= About this exercise =
Please filter the entries and return only the lines that include "Table".

= Input data =
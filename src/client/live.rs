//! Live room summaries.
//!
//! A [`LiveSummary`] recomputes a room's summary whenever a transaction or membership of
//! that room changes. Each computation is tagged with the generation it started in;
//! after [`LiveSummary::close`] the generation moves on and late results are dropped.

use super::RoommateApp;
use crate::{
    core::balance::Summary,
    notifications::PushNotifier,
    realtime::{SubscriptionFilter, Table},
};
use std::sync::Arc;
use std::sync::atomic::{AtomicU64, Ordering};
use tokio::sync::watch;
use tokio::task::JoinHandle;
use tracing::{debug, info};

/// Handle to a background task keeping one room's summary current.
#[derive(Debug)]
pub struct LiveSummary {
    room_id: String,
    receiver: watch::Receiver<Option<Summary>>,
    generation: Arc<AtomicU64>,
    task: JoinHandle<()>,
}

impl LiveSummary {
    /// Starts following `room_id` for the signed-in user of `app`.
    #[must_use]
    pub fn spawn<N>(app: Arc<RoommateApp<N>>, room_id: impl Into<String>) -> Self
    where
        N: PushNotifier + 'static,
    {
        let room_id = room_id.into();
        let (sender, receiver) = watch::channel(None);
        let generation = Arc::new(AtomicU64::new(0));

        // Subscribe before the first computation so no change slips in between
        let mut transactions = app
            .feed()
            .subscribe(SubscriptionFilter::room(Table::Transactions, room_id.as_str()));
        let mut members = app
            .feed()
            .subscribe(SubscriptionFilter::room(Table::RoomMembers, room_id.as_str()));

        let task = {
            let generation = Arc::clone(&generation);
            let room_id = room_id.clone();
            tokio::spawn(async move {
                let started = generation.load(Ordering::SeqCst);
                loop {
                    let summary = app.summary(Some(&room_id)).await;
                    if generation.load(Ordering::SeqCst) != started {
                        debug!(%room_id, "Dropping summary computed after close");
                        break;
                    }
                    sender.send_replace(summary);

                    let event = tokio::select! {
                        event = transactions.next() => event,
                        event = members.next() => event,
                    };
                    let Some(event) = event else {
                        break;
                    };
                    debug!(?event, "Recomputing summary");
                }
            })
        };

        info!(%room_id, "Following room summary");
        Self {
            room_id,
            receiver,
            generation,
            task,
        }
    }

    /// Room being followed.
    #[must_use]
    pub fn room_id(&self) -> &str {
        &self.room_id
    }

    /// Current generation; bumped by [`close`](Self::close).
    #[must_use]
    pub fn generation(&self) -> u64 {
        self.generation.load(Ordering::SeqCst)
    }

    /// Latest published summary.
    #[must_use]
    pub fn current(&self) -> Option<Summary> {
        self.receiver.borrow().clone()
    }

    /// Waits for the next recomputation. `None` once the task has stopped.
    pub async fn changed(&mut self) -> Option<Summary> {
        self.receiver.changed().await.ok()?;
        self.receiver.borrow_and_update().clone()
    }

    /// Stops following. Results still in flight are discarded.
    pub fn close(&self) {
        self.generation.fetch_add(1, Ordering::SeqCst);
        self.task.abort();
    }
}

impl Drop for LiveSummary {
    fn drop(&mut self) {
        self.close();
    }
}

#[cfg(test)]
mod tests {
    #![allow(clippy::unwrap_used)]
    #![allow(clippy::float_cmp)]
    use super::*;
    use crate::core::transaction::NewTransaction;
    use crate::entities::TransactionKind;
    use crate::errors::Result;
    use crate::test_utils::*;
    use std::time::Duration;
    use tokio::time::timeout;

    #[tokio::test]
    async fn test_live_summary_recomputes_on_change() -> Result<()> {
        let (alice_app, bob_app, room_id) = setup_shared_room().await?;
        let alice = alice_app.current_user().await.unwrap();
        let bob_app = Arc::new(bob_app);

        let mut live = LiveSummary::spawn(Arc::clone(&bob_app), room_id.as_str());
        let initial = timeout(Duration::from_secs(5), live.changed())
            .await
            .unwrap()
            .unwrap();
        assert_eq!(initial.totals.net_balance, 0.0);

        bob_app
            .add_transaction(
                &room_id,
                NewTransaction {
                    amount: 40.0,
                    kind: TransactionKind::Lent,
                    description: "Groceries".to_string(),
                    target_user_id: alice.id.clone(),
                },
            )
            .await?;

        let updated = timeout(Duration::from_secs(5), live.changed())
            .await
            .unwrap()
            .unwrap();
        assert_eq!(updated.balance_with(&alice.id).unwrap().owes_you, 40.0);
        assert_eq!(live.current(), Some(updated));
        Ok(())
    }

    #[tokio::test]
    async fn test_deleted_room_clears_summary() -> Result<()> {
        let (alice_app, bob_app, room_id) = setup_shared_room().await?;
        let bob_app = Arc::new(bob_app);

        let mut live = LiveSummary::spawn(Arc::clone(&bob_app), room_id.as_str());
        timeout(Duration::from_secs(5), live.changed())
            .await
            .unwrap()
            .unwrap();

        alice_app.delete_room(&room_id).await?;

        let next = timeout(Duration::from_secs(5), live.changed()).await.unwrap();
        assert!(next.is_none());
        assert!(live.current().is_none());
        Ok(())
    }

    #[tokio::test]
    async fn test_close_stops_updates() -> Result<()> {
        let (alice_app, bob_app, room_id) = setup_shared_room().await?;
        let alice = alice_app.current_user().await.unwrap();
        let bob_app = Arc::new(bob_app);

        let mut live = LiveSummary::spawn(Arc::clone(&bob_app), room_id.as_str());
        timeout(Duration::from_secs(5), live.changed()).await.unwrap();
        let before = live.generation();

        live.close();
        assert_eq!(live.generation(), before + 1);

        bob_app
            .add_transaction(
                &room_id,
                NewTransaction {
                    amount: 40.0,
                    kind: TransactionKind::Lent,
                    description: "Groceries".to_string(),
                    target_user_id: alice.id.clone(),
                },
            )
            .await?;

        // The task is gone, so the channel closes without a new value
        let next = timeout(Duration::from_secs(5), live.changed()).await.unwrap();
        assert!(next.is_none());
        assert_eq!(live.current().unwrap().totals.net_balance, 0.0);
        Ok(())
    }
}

--

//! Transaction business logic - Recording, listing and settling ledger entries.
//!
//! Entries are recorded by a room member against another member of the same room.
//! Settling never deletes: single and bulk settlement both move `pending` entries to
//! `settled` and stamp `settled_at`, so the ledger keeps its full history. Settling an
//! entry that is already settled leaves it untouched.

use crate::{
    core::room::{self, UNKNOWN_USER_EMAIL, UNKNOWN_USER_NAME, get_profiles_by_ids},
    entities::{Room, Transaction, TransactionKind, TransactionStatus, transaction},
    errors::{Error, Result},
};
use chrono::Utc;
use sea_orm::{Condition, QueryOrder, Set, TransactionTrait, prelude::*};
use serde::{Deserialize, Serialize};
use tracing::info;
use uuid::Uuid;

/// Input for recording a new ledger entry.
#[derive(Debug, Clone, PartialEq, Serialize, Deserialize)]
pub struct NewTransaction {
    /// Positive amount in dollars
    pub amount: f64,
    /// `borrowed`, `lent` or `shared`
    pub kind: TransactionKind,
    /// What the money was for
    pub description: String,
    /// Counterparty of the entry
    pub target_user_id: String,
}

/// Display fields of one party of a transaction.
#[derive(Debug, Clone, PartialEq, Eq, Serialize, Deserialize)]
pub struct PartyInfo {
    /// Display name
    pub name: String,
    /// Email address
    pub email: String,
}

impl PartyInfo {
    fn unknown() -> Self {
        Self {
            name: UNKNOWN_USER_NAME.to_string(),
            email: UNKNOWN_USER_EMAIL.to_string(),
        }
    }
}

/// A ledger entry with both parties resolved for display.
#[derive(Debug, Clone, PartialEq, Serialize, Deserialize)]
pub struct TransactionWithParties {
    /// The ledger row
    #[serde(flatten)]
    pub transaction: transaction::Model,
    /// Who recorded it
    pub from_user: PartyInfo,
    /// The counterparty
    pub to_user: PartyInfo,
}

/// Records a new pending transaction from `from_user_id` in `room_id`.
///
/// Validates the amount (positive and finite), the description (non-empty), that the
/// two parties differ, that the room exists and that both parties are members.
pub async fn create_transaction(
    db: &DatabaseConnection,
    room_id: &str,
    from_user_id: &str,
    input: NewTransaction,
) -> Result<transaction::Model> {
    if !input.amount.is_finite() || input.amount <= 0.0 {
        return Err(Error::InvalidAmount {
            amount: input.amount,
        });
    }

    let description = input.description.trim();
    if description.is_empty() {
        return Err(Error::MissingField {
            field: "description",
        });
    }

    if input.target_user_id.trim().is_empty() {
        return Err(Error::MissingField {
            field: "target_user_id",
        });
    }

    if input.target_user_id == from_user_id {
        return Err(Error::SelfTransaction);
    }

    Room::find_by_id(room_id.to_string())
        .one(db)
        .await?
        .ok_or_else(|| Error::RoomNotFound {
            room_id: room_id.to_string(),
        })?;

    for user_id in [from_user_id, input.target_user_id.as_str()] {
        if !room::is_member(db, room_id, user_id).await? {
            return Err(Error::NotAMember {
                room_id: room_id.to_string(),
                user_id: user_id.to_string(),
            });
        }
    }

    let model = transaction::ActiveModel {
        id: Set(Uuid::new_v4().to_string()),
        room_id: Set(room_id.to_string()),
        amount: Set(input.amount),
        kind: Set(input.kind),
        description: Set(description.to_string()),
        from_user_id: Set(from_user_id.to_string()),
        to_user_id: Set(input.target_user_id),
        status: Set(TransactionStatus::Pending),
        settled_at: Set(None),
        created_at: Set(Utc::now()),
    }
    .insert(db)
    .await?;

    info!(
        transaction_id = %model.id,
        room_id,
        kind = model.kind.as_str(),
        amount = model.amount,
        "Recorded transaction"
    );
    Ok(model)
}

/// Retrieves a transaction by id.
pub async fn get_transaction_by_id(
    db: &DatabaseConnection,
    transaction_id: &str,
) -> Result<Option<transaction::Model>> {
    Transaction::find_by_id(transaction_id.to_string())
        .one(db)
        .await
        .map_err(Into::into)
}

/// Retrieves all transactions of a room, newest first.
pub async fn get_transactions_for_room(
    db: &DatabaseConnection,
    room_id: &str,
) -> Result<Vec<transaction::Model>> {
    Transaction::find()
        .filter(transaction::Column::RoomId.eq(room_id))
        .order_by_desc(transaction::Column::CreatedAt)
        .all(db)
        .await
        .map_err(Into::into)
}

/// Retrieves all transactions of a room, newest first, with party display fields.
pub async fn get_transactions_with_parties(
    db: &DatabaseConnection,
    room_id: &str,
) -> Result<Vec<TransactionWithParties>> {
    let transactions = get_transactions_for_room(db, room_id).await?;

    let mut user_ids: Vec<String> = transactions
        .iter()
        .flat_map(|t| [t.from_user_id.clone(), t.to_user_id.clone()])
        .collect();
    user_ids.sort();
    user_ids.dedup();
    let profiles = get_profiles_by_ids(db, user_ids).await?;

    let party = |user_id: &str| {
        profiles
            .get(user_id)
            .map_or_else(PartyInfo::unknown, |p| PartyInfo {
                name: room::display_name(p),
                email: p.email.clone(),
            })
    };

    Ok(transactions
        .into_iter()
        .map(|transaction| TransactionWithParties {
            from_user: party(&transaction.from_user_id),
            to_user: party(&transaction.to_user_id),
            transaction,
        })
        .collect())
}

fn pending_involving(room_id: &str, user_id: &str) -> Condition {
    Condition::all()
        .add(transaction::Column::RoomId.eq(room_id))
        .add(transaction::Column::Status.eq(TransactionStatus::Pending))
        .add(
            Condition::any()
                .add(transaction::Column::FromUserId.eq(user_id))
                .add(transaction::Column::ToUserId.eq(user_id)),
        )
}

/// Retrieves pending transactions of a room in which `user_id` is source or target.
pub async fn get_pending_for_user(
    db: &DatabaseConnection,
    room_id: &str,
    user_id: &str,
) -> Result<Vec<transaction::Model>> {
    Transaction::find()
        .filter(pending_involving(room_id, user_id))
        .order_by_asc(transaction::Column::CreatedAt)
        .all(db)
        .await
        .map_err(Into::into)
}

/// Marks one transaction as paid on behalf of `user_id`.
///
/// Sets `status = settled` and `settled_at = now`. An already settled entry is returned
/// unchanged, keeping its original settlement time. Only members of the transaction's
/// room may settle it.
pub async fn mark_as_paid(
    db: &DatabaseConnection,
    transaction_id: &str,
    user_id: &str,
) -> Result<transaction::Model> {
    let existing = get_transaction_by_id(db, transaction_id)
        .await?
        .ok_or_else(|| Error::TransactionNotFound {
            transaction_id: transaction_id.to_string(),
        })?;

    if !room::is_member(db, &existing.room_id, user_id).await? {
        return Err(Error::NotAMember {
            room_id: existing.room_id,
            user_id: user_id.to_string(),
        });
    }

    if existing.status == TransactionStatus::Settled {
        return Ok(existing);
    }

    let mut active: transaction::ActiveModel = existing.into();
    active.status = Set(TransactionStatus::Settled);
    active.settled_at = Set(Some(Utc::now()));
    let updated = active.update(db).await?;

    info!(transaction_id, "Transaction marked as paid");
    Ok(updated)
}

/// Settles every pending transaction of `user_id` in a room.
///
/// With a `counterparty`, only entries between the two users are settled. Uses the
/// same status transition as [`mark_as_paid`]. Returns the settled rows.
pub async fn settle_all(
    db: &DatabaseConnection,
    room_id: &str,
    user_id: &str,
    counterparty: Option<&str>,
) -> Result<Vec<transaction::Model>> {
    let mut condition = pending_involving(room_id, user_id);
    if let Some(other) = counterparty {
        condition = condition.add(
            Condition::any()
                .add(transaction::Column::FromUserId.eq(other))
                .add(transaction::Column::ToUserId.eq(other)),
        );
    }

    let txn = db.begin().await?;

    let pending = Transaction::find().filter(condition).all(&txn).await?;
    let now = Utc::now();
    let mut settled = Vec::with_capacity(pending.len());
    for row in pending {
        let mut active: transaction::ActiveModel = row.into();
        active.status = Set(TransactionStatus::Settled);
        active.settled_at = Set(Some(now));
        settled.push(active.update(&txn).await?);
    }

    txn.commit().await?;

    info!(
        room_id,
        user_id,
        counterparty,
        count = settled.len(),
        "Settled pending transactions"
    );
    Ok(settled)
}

= Reply to the task =
    realtime::{SubscriptionFilter, Table},
            .subscribe(SubscriptionFilter::room(Table::Transactions, room_id.as_str()));
            .subscribe(SubscriptionFilter::room(Table::RoomMembers, room_id.as_str()));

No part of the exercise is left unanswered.